TASK TO CARRY OUT: In the entries that follow, find every line containing "available" and copy it.

(Collected data entries)
★ ★ ★ ★ ★ ★ ★

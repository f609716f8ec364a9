use std::fmt;

use thiserror::Error;

/// A raw Win32 error code as reported by the platform layer.
#[derive(Debug, Clone, Copy, PartialEq, Eq, Hash)]
pub struct OsCode(pub u32);

impl OsCode {
    pub const INVALID_FUNCTION: OsCode = OsCode(1);
    pub const FILE_NOT_FOUND: OsCode = OsCode(2);
    pub const ACCESS_DENIED: OsCode = OsCode(5);
    pub const INVALID_DATA: OsCode = OsCode(13);
    pub const NOT_READY: OsCode = OsCode(21);
    pub const NOT_SUPPORTED: OsCode = OsCode(50);
    pub const INSUFFICIENT_BUFFER: OsCode = OsCode(122);
    pub const ALREADY_EXISTS: OsCode = OsCode(183);
    pub const MORE_DATA: OsCode = OsCode(234);
    pub const NO_MORE_ITEMS: OsCode = OsCode(259);
    pub const NOT_FOUND: OsCode = OsCode(1168);
    pub const NOT_A_REPARSE_POINT: OsCode = OsCode(4390);

    /// Both codes mean the output buffer must grow before the call can succeed.
    pub fn is_buffer_too_small(self) -> bool {
        self == Self::INSUFFICIENT_BUFFER || self == Self::MORE_DATA
    }

    pub fn is_access_denied(self) -> bool {
        self == Self::ACCESS_DENIED
    }
}

impl fmt::Display for OsCode {
    fn fmt(&self, f: &mut fmt::Formatter<'_>) -> fmt::Result {
        write!(f, "os error {}", self.0)
    }
}

#[derive(Error, Debug)]
pub enum DeviceError {
    #[error("control request {control_code:#010x} on {target} failed with a {buffer_size} byte buffer: {code}")]
    Control {
        control_code: u32,
        target: String,
        buffer_size: usize,
        code: OsCode,
    },

    #[error("{operation} failed for {target}: {code}")]
    Os {
        operation: &'static str,
        target: String,
        code: OsCode,
    },

    #[error("host {host} is unreachable (config manager code {code})")]
    HostUnreachable { host: String, code: u32 },

    #[error("access denied opening {path}: {code}")]
    AccessDenied { path: String, code: OsCode },

    #[error("unrecognized reparse tag {0:#010x}")]
    UnrecognizedTag(u32),

    #[error("malformed {what}: needed {needed} bytes, {available} available")]
    Malformed {
        what: &'static str,
        needed: usize,
        available: usize,
    },

    #[error("reparse target needs {bytes} bytes, limit is {limit}")]
    TargetTooLong { bytes: usize, limit: usize },

    #[error("invalid drive letter {0:?}")]
    InvalidDriveLetter(char),

    #[error("{0} is not supported on this platform")]
    Unsupported(&'static str),
}

impl DeviceError {
    pub fn os(operation: &'static str, target: impl Into<String>, code: OsCode) -> Self {
        DeviceError::Os {
            operation,
            target: target.into(),
            code,
        }
    }

    /// Maps an open failure, keeping access denial distinguishable.
    pub fn open_failed(path: impl Into<String>, code: OsCode) -> Self {
        let path = path.into();
        if code.is_access_denied() {
            DeviceError::AccessDenied { path, code }
        } else {
            DeviceError::os("open", path, code)
        }
    }

    /// The underlying platform code, when the failure came from the platform.
    pub fn os_code(&self) -> Option<OsCode> {
        match self {
            DeviceError::Control { code, .. }
            | DeviceError::Os { code, .. }
            | DeviceError::AccessDenied { code, .. } => Some(*code),
            DeviceError::HostUnreachable { code, .. } => Some(OsCode(*code)),
            _ => None,
        }
    }
}

pub type Result<T> = std::result::Result<T, DeviceError>;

★ ★ ★ ★ ★ ★ ★

RESPONSE:
    #[error("malformed {what}: needed {needed} bytes, {available} available")]
        available: usize,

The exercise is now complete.